I knew what would happen and im dumb. But i also have to be resertified in fall safety every 2 years per osha.Its crazy to me that people think the biner would just snap.there isnt one certified manufacturer that makes snaping carabiners.they are desighned to elongate or bend so you can visualy inspect them and take them out of service.plus side loading and sinching are not the same geometry.its a wives tail that is thought of as comon knowlage.like santa. you could learn alot from a dumby.good vid
 
Last edited:
Hello All.

I am aware of the general principal of cross loading a carabiner and the dangers involved. There is a lengthy and informational thread about it here on this forum. I have also watched vids from the How Not 2 guys where they pull a cross loaded carabiner across a corner edge, and the results are not good. However, After watching this vid from them, this appears to replicate what we do with a tether or rappel line around a tree, moreso than cross loading a biner on an edge.


My question to you all is how do you feel about biners at options to quick links? I have a petzel oxan steel biner with a 38kn major axis rating. I was considering one of the beefy fusion autolocks like aero hunter used to put on their bridges. Does anyone have any data, research, first hand experience, or even a reasonably educated opinion about this? I don't want to start any arguments or harsh discourse, but I am just looking for info and discussion on the realities of using a biner rather than a quick link. Does aluminum have a disadvantage over steel? does oval vs D shape matter? Is it a horrible idea altogether? Is it safe based on the forces we can apply to it on a fall, and there is no sharp edge for it to be pulled against? Thanks for any input!
Here's an option: After publishing this one, I put up a separate video on the formal break testing on the Longhorn Soft Shackle. Tied with 7mm Sterling cord, it's stronger than the carabiners we use, and of course, it bends around the trunk. I do prefer the hard toggle option. We tie the Longhorn once, and then can open and close it like a "soft carabiner " as is the nature of a soft shackle.

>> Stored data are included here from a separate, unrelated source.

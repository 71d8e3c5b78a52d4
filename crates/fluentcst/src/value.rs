//! Host values accepted wherever the builders take a literal or composite value,
//! and the resolver that turns them into expression nodes.

use std::collections::BTreeMap;

use indexmap::IndexMap;
use tracing::trace;

use crate::ast::{DictElement, Expr};
use crate::builder::{Attribute, Call, Dict, FluentExpr, Name, RawNode};
use crate::error::{Error, Result};

/// Every kind of value a builder accepts. Mappings and sequences keep their
/// order; mappings nest to any depth.
#[derive(Debug, Clone, PartialEq)]
pub enum Value {
    String(String),
    Int(i64),
    Bool(bool),
    Map(Vec<(String, Value)>),
    Seq(Vec<Value>),
    Call(Call),
    Dict(Dict),
    Attribute(Attribute),
    Name(Name),
    Raw(RawNode),
}

impl Value {
    /// Ordered mapping from `(key, value)` pairs.
    pub fn map<K, V>(entries: impl IntoIterator<Item = (K, V)>) -> Self
    where
        K: Into<String>,
        V: Into<Value>,
    {
        Value::Map(
            entries
                .into_iter()
                .map(|(k, v)| (k.into(), v.into()))
                .collect(),
        )
    }

    pub fn seq<V: Into<Value>>(items: impl IntoIterator<Item = V>) -> Self {
        Value::Seq(items.into_iter().map(Into::into).collect())
    }

    pub fn kind(&self) -> &'static str {
        match self {
            Value::String(_) => "string",
            Value::Int(_) => "integer",
            Value::Bool(_) => "boolean",
            Value::Map(_) => "mapping",
            Value::Seq(_) => "sequence",
            Value::Call(_) => "call",
            Value::Dict(_) => "dict",
            Value::Attribute(_) => "attribute",
            Value::Name(_) => "name",
            Value::Raw(_) => "raw",
        }
    }

    /// Resolve into the canonical expression node.
    pub fn resolve(&self) -> Expr {
        trace!(kind = self.kind(), "resolving value");
        match self {
            Value::String(s) => Expr::string(s.as_str()),
            Value::Int(i) => Expr::int(*i),
            Value::Bool(b) => Expr::bool(*b),
            Value::Map(entries) => resolve_map(entries),
            Value::Seq(items) => Expr::list(items.iter().map(Value::resolve).collect()),
            Value::Call(call) => call.to_expr(),
            Value::Dict(dict) => dict.to_expr(),
            Value::Attribute(attr) => attr.to_expr(),
            Value::Name(name) => name.to_expr(),
            Value::Raw(raw) => raw.to_expr(),
        }
    }
}

/// The single funnel through which values enter the tree.
pub fn resolve(value: impl Into<Value>) -> Expr {
    value.into().resolve()
}

fn resolve_map(entries: &[(String, Value)]) -> Expr {
    Expr::dict(
        entries
            .iter()
            .map(|(key, value)| DictElement {
                key: Expr::string(key.as_str()),
                value: value.resolve(),
            })
            .collect(),
    )
}

impl From<&str> for Value {
    fn from(value: &str) -> Self {
        Value::String(value.to_string())
    }
}

impl From<String> for Value {
    fn from(value: String) -> Self {
        Value::String(value)
    }
}

impl From<&String> for Value {
    fn from(value: &String) -> Self {
        Value::String(value.clone())
    }
}

impl From<i64> for Value {
    fn from(value: i64) -> Self {
        Value::Int(value)
    }
}

impl From<i32> for Value {
    fn from(value: i32) -> Self {
        Value::Int(value.into())
    }
}

impl From<u32> for Value {
    fn from(value: u32) -> Self {
        Value::Int(value.into())
    }
}

impl From<bool> for Value {
    fn from(value: bool) -> Self {
        Value::Bool(value)
    }
}

impl<V: Into<Value>> From<Vec<V>> for Value {
    fn from(items: Vec<V>) -> Self {
        Value::seq(items)
    }
}

impl<K: Into<String>, V: Into<Value>> From<IndexMap<K, V>> for Value {
    fn from(map: IndexMap<K, V>) -> Self {
        Value::map(map)
    }
}

/// Sorted by key, since that is the map's own iteration order.
impl<K: Into<String>, V: Into<Value>> From<BTreeMap<K, V>> for Value {
    fn from(map: BTreeMap<K, V>) -> Self {
        Value::map(map)
    }
}

impl From<Call> for Value {
    fn from(value: Call) -> Self {
        Value::Call(value)
    }
}

impl From<Dict> for Value {
    fn from(value: Dict) -> Self {
        Value::Dict(value)
    }
}

impl From<Attribute> for Value {
    fn from(value: Attribute) -> Self {
        Value::Attribute(value)
    }
}

impl From<Name> for Value {
    fn from(value: Name) -> Self {
        Value::Name(value)
    }
}

impl From<RawNode> for Value {
    fn from(value: RawNode) -> Self {
        Value::Raw(value)
    }
}

/// JSON is the one host representation whose kind is only known at runtime.
impl TryFrom<serde_json::Value> for Value {
    type Error = Error;

    fn try_from(value: serde_json::Value) -> Result<Self> {
        use serde_json::Value as Json;

        match value {
            Json::String(s) => Ok(Value::String(s)),
            Json::Bool(b) => Ok(Value::Bool(b)),
            Json::Number(n) => match n.as_i64() {
                Some(i) => Ok(Value::Int(i)),
                None if n.is_f64() => Err(Error::unsupported_value(n, "float")),
                None => Err(Error::unsupported_value(n, "integer out of range")),
            },
            Json::Array(items) => Ok(Value::Seq(
                items
                    .into_iter()
                    .map(Value::try_from)
                    .collect::<Result<_>>()?,
            )),
            Json::Object(map) => Ok(Value::Map(
                map.into_iter()
                    .map(|(k, v)| -> Result<(String, Value)> { Ok((k, Value::try_from(v)?)) })
                    .collect::<Result<_>>()?,
            )),
            Json::Null => Err(Error::unsupported_value("null", "null")),
        }
    }
}

#[cfg(test)]
mod tests {
    use super::*;
    use crate::ast::Literal;
    use serde_json::json;

    #[test]
    fn scalars_become_literals() {
        assert_eq!(resolve("v"), Expr::Literal(Literal::String("v".into())));
        assert_eq!(resolve(7), Expr::Literal(Literal::Int(7)));
        assert_eq!(resolve(false), Expr::Literal(Literal::Bool(false)));
    }

    #[test]
    fn nested_mapping_becomes_nested_dict() {
        let value = Value::map([("a", Value::from("b")), ("c", Value::map([("d", 1)]))]);
        let Expr::Dict(dict) = value.resolve() else {
            panic!("expected dict");
        };
        assert_eq!(dict.elements.len(), 2);
        assert_eq!(dict.elements[0].key, Expr::string("a"));
        assert!(matches!(dict.elements[1].value, Expr::Dict(_)));
    }

    #[test]
    fn sequence_elements_resolve_independently() {
        let value = Value::seq([Value::from("a"), Value::map([("k", "v")]), Value::from(3)]);
        let Expr::List(list) = value.resolve() else {
            panic!("expected list");
        };
        assert!(matches!(list.elements[0], Expr::Literal(Literal::String(_))));
        assert!(matches!(list.elements[1], Expr::Dict(_)));
        assert!(matches!(list.elements[2], Expr::Literal(Literal::Int(3))));
    }

    #[test]
    fn built_nodes_pass_through() {
        let name = Name::new("obj");
        assert_eq!(resolve(name.clone()), name.to_expr());
    }

    #[test]
    fn json_objects_keep_key_order() {
        let value = Value::try_from(json!({"z": 1, "a": [true, "x"]})).unwrap();
        let Value::Map(entries) = value else {
            panic!("expected mapping");
        };
        let keys: Vec<_> = entries.iter().map(|(k, _)| k.as_str()).collect();
        assert_eq!(keys, ["z", "a"]);
    }

    #[test]
    fn json_null_and_float_are_rejected() {
        let err = Value::try_from(json!(null)).unwrap_err();
        assert!(matches!(err, Error::UnsupportedValue { kind: "null", .. }));

        let err = Value::try_from(json!({"k": [1.5]})).unwrap_err();
        assert!(matches!(err, Error::UnsupportedValue { kind: "float", .. }));

        let err = Value::try_from(json!(u64::MAX)).unwrap_err();
        assert!(matches!(
            err,
            Error::UnsupportedValue {
                kind: "integer out of range",
                ..
            }
        ));
    }
}
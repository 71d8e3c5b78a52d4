use crate::ast::{Ident, Stmt, StmtAssign};
use crate::builder::{identifier, FluentStmt};
use crate::value::Value;
use crate::Result;

/// Module level `target = value`.
#[derive(Debug, Clone, PartialEq, Eq)]
pub struct Assign {
    target: Ident,
    value: crate::ast::Expr,
}

impl Assign {
    pub fn new(target: impl Into<String>, value: impl Into<Value>) -> Result<Self> {
        Ok(Self {
            target: identifier(target)?,
            value: value.into().resolve(),
        })
    }
}

impl FluentStmt for Assign {
    fn to_stmt(&self) -> Stmt {
        StmtAssign {
            target: self.target.clone(),
            value: self.value.clone(),
        }
        .into()
    }
}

Sent from my SM-G975U using Tapatalk
 
Yes, broke at 1382 lbs. X axis is time. The ends were pulled apart slowly and as all slack was taken up (time 11 seconds) the force began increasing. Kept increasing until the stitches gave way. Y axis shows force in lbs. Distance is not plotted. I had predicted 1200 lbs strength with 40 stitches of 20lb thread and using Sailrite's 1.5 x thread strength per stitch calculation. So I'm happy with 1382lbs for this application.
 
So roughly 6kn. Assuming the 15kn rating is in hitch configuration rather than static pull on just the sewing but wouldnt that make you want to use it in a hitch that allows the sewn portion to not be in the primary load holding loop?
 
The Beal cord itself is 15kN rated. In my case I'm actually using it for an eye to eye Distel hitch (not prusik) for foot loops on a 2TC system. Some trees here get skinny quickly and I need to be able to adjust the foot loop height on the fly.Screenshot_20230314_123541_Gallery.jpg
Distel is much easier to adjust than Prusik.